Bei einem Ausflug mit seiner Kita-Gruppe ist ein dreijähriger Junge in einen Fluss gefallen und nach sechs Tagen im Krankenhaus seinen Verletzungen erlegen. Der tragische Vorfall ereignete sich am Dienstag bei Siegen (D).
Insgesamt 46 Kinder wurden von acht Aufsichtspersonen begleitet, als der Bub beim Spielen nahe dem Fluss verschwand. Als sein Fehlen bemerkt wurde, startete sofort die Suche.
Laut n-tv.de entdeckten die Betreuer das Kind schließlich in einer Art natürlichem Flussbecken treibend im Wasser. Sie bargen den Buben, Rettungskräfte reanimierten ihn. Seither kämpfte er im Krankenhaus ums Überleben.
Die Polizei teilte mit, dass der Junge in den frühen Nachmittagsstunden verstarb.

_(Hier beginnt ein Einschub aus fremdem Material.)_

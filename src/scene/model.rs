//! Triangle-mesh models loaded from Wavefront OBJ or glTF 2.0.

use std::fmt;
use std::path::Path;

use glam::{Mat3, Mat4, Vec3};

use super::bounds::{Bounded, BoundingBox};

/// Base colour used when the source file defines no material.
pub const DEFAULT_BASE_COLOR: [f32; 4] = [0.8, 0.8, 0.8, 1.0];

/// Interleaved vertex as uploaded to the GPU.
#[repr(C)]
#[derive(Debug, Copy, Clone, PartialEq, bytemuck::Pod, bytemuck::Zeroable)]
pub struct Vertex {
    /// Object-space position.
    pub position: [f32; 3],
    /// Unit normal.
    pub normal: [f32; 3],
}

impl Vertex {
    /// Vertex buffer layout matching `mesh.wgsl` locations 0 and 1.
    #[must_use]
    pub fn layout() -> wgpu::VertexBufferLayout<'static> {
        const ATTRIBUTES: [wgpu::VertexAttribute; 2] =
            wgpu::vertex_attr_array![0 => Float32x3, 1 => Float32x3];
        wgpu::VertexBufferLayout {
            array_stride: size_of::<Vertex>() as wgpu::BufferAddress,
            step_mode: wgpu::VertexStepMode::Vertex,
            attributes: &ATTRIBUTES,
        }
    }
}

/// One indexed triangle list with a flat base colour.
#[derive(Debug, Clone, PartialEq)]
pub struct Mesh {
    /// Name from the source file (may be empty).
    pub name: String,
    /// Vertices in world space (node transforms already applied).
    pub vertices: Vec<Vertex>,
    /// Triangle indices, three per face.
    pub indices: Vec<u32>,
    /// Linear RGBA base colour.
    pub base_color: [f32; 4],
}

impl Mesh {
    /// Build a mesh from positions and indices, generating normals when
    /// `normals` is `None` or does not match the position count.
    #[must_use]
    pub fn from_parts(
        name: impl Into<String>,
        positions: &[Vec3],
        normals: Option<&[Vec3]>,
        indices: Vec<u32>,
        base_color: [f32; 4],
    ) -> Self {
        let generated;
        let normals = match normals {
            Some(n) if n.len() == positions.len() => n,
            _ => {
                generated = generate_normals(positions, &indices);
                &generated
            }
        };
        let vertices = positions
            .iter()
            .zip(normals)
            .map(|(p, n)| Vertex {
                position: p.to_array(),
                normal: n.normalize_or(Vec3::Y).to_array(),
            })
            .collect();
        Self {
            name: name.into(),
            vertices,
            indices,
            base_color,
        }
    }

    /// Number of triangles.
    #[must_use]
    pub fn triangle_count(&self) -> usize {
        self.indices.len() / 3
    }

    /// Drop triangles that reference missing vertices, and any trailing
    /// partial triangle.
    fn sanitize(&mut self) {
        let n = self.vertices.len() as u32;
        let valid: Vec<u32> = self
            .indices
            .chunks_exact(3)
            .filter(|tri| tri.iter().all(|&i| i < n))
            .flatten()
            .copied()
            .collect();
        if valid.len() != self.indices.len() {
            log::warn!(
                "mesh '{}': dropped {} invalid indices",
                self.name,
                self.indices.len() - valid.len()
            );
        }
        self.indices = valid;
    }
}

impl Bounded for Mesh {
    fn bounding_box(&self) -> Option<BoundingBox> {
        BoundingBox::from_points(
            self.vertices.iter().map(|v| Vec3::from_array(v.position)),
        )
    }
}

/// Area-weighted per-vertex normals.
#[must_use]
pub fn generate_normals(positions: &[Vec3], indices: &[u32]) -> Vec<Vec3> {
    let mut normals = vec![Vec3::ZERO; positions.len()];
    for tri in indices.chunks_exact(3) {
        let [a, b, c] = [tri[0] as usize, tri[1] as usize, tri[2] as usize];
        if a >= positions.len() || b >= positions.len() || c >= positions.len() {
            continue;
        }
        // Unnormalized cross product weights by triangle area.
        let face = (positions[b] - positions[a])
            .cross(positions[c] - positions[a]);
        normals[a] += face;
        normals[b] += face;
        normals[c] += face;
    }
    normals
        .into_iter()
        .map(|n| n.normalize_or(Vec3::Y))
        .collect()
}

/// Errors produced while loading a model file.
#[derive(Debug)]
pub enum ModelError {
    /// File extension is not `.obj`, `.gltf` or `.glb`.
    UnsupportedFormat(String),
    /// Wavefront OBJ parse failure.
    Obj(tobj::LoadError),
    /// glTF import failure.
    Gltf(gltf::Error),
    /// The file parsed but contained no triangles.
    Empty,
}

impl fmt::Display for ModelError {
    fn fmt(&self, f: &mut fmt::Formatter<'_>) -> fmt::Result {
        match self {
            Self::UnsupportedFormat(ext) => {
                write!(f, "unsupported model format '{ext}'")
            }
            Self::Obj(e) => write!(f, "OBJ load failed: {e}"),
            Self::Gltf(e) => write!(f, "glTF load failed: {e}"),
            Self::Empty => write!(f, "model contains no triangles"),
        }
    }
}

impl std::error::Error for ModelError {
    fn source(&self) -> Option<&(dyn std::error::Error + 'static)> {
        match self {
            Self::Obj(e) => Some(e),
            Self::Gltf(e) => Some(e),
            _ => None,
        }
    }
}

/// A loaded model: every triangle mesh from one file.
#[derive(Debug, Clone, PartialEq, Default)]
pub struct Model {
    /// Meshes with at least one triangle.
    pub meshes: Vec<Mesh>,
}

impl Model {
    /// Wrap meshes, dropping empty ones.
    ///
    /// # Errors
    ///
    /// [`ModelError::Empty`] if no mesh has a triangle.
    pub fn from_meshes(meshes: Vec<Mesh>) -> Result<Self, ModelError> {
        let meshes: Vec<Mesh> = meshes
            .into_iter()
            .map(|mut m| {
                m.sanitize();
                m
            })
            .filter(|m| m.triangle_count() > 0)
            .collect();
        if meshes.is_empty() {
            return Err(ModelError::Empty);
        }
        Ok(Self { meshes })
    }

    /// Load a model, choosing the parser from the file extension.
    ///
    /// # Errors
    ///
    /// Returns [`ModelError`] for unknown extensions, parse failures, or
    /// files without triangles.
    pub fn load(path: &Path) -> Result<Self, ModelError> {
        let ext = path
            .extension()
            .and_then(|e| e.to_str())
            .map(str::to_ascii_lowercase)
            .unwrap_or_default();
        let model = match ext.as_str() {
            "obj" => Self::load_obj(path)?,
            "gltf" | "glb" => Self::load_gltf(path)?,
            _ => return Err(ModelError::UnsupportedFormat(ext)),
        };
        log::info!(
            "loaded {}: {} meshes, {} triangles",
            path.display(),
            model.meshes.len(),
            model.triangle_count()
        );
        Ok(model)
    }

    fn load_obj(path: &Path) -> Result<Self, ModelError> {
        let (models, materials) = tobj::load_obj(path, &tobj::GPU_LOAD_OPTIONS)
            .map_err(ModelError::Obj)?;
        let materials = materials.unwrap_or_else(|e| {
            log::warn!("{}: material library not loaded: {e}", path.display());
            Vec::new()
        });

        let meshes = models
            .into_iter()
            .map(|m| {
                let positions: Vec<Vec3> = m
                    .mesh
                    .positions
                    .chunks_exact(3)
                    .map(Vec3::from_slice)
                    .collect();
                let normals: Vec<Vec3> = m
                    .mesh
                    .normals
                    .chunks_exact(3)
                    .map(Vec3::from_slice)
                    .collect();
                let base_color = m
                    .mesh
                    .material_id
                    .and_then(|id| materials.get(id))
                    .and_then(|mat| mat.diffuse)
                    .map_or(DEFAULT_BASE_COLOR, |[r, g, b]| [r, g, b, 1.0]);
                Mesh::from_parts(
                    m.name,
                    &positions,
                    Some(&normals),
                    m.mesh.indices,
                    base_color,
                )
            })
            .collect();
        Self::from_meshes(meshes)
    }

    fn load_gltf(path: &Path) -> Result<Self, ModelError> {
        let (document, buffers, _images) = gltf::import(path).map_err(ModelError::Gltf)?;

        let mut meshes = Vec::new();
        let scene = document
            .default_scene()
            .or_else(|| document.scenes().next());
        match scene {
            Some(scene) => {
                for node in scene.nodes() {
                    collect_gltf_node(&node, Mat4::IDENTITY, &buffers, &mut meshes);
                }
            }
            // No scene: take meshes at their authored coordinates.
            None => {
                for mesh in document.meshes() {
                    push_gltf_mesh(&mesh, Mat4::IDENTITY, &buffers, &mut meshes);
                }
            }
        }
        Self::from_meshes(meshes)
    }

    /// Total triangles across meshes.
    #[must_use]
    pub fn triangle_count(&self) -> usize {
        self.meshes.iter().map(Mesh::triangle_count).sum()
    }
}

impl Bounded for Model {
    fn bounding_box(&self) -> Option<BoundingBox> {
        self.meshes
            .iter()
            .filter_map(Bounded::bounding_box)
            .reduce(BoundingBox::union)
    }
}

fn collect_gltf_node(
    node: &gltf::Node<'_>,
    parent: Mat4,
    buffers: &[gltf::buffer::Data],
    out: &mut Vec<Mesh>,
) {
    let transform = parent * Mat4::from_cols_array_2d(&node.transform().matrix());
    if let Some(mesh) = node.mesh() {
        push_gltf_mesh(&mesh, transform, buffers, out);
    }
    for child in node.children() {
        collect_gltf_node(&child, transform, buffers, out);
    }
}

fn push_gltf_mesh(
    mesh: &gltf::Mesh<'_>,
    transform: Mat4,
    buffers: &[gltf::buffer::Data],
    out: &mut Vec<Mesh>,
) {
    let normal_matrix = Mat3::from_mat4(transform).inverse().transpose();
    let name = mesh.name().unwrap_or_default();

    for primitive in mesh.primitives() {
        if primitive.mode() != gltf::mesh::Mode::Triangles {
            log::debug!("skipping non-triangle primitive in mesh '{name}'");
            continue;
        }
        let reader = primitive.reader(|buffer| Some(&buffers[buffer.index()]));
        let Some(positions) = reader.read_positions() else {
            continue;
        };
        let positions: Vec<Vec3> = positions
            .map(|p| transform.transform_point3(Vec3::from(p)))
            .collect();
        let normals: Option<Vec<Vec3>> = reader.read_normals().map(|n| {
            n.map(|n| normal_matrix * Vec3::from(n)).collect()
        });
        let indices: Vec<u32> = reader.read_indices().map_or_else(
            || (0..positions.len() as u32).collect(),
            |i| i.into_u32().collect(),
        );
        let base_color = primitive
            .material()
            .pbr_metallic_roughness()
            .base_color_factor();

        out.push(Mesh::from_parts(
            name,
            &positions,
            normals.as_deref(),
            indices,
            base_color,
        ));
    }
}

#[cfg(test)]
mod tests {
    use super::*;

    fn quad() -> Mesh {
        Mesh::from_parts(
            "quad",
            &[
                Vec3::new(0.0, 0.0, 0.0),
                Vec3::new(1.0, 0.0, 0.0),
                Vec3::new(1.0, 1.0, 0.0),
                Vec3::new(0.0, 1.0, 0.0),
            ],
            None,
            vec![0, 1, 2, 0, 2, 3],
            DEFAULT_BASE_COLOR,
        )
    }

    #[test]
    fn generated_normals_face_plus_z() {
        for v in quad().vertices {
            assert_eq!(v.normal, [0.0, 0.0, 1.0]);
        }
    }

    #[test]
    fn mismatched_normals_are_regenerated() {
        let m = Mesh::from_parts(
            "tri",
            &[Vec3::ZERO, Vec3::X, Vec3::Y],
            Some(&[Vec3::X]),
            vec![0, 1, 2],
            DEFAULT_BASE_COLOR,
        );
        assert_eq!(m.vertices[0].normal, [0.0, 0.0, 1.0]);
    }

    #[test]
    fn out_of_range_indices_are_dropped() {
        let mut m = quad();
        m.indices.extend([0, 1, 99, 2]);
        let model = Model::from_meshes(vec![m]).unwrap();
        assert_eq!(model.meshes[0].indices, vec![0, 1, 2, 0, 2, 3]);
    }

    #[test]
    fn empty_model_is_an_error() {
        let empty = Mesh::from_parts("e", &[], None, Vec::new(), DEFAULT_BASE_COLOR);
        assert!(matches!(Model::from_meshes(vec![empty]), Err(ModelError::Empty)));
    }

    #[test]
    fn model_bounds_cover_all_meshes() {
        let mut far = quad();
        for v in &mut far.vertices {
            v.position[2] += 5.0;
        }
        let model = Model::from_meshes(vec![quad(), far]).unwrap();
        let b = model.bounding_box().unwrap();
        assert_eq!(b.min, Vec3::ZERO);
        assert_eq!(b.max, Vec3::new(1.0, 1.0, 5.0));
    }

    #[test]
    fn unknown_extension_is_rejected() {
        let err = Model::load(Path::new("model.fbx")).unwrap_err();
        assert!(matches!(err, ModelError::UnsupportedFormat(ref e) if e == "fbx"));
    }

    #[test]
    fn loads_obj_from_disk() {
        let dir = std::env::temp_dir().join("meshview-model-test");
        std::fs::create_dir_all(&dir).unwrap();
        let path = dir.join("tri.obj");
        std::fs::write(
            &path,
            "o tri\nv 0 0 0\nv 2 0 0\nv 0 2 0\nf 1 2 3\n",
        )
        .unwrap();
        let model = Model::load(&path).unwrap();
        assert_eq!(model.triangle_count(), 1);
        let b = model.bounding_box().unwrap();
        assert_eq!(b.max, Vec3::new(2.0, 2.0, 0.0));
        assert_eq!(model.meshes[0].base_color, DEFAULT_BASE_COLOR);
    }
}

Die Beamten gehen bislang von einem Unglücksfall aus, Hinweise auf eine Straftat liegen nicht vor. Die Ermittlungen zu den Geschehensabläufen laufen weiter.
Der DRK-Kreisverband Siegen-Wittgenstein, Träger der Einrichtung, reagierte erschüttert. "Wir sind tief erschüttert und unendlich traurig", erklärte Vorstand Martin Horchler. "Das Team steht unter Schock."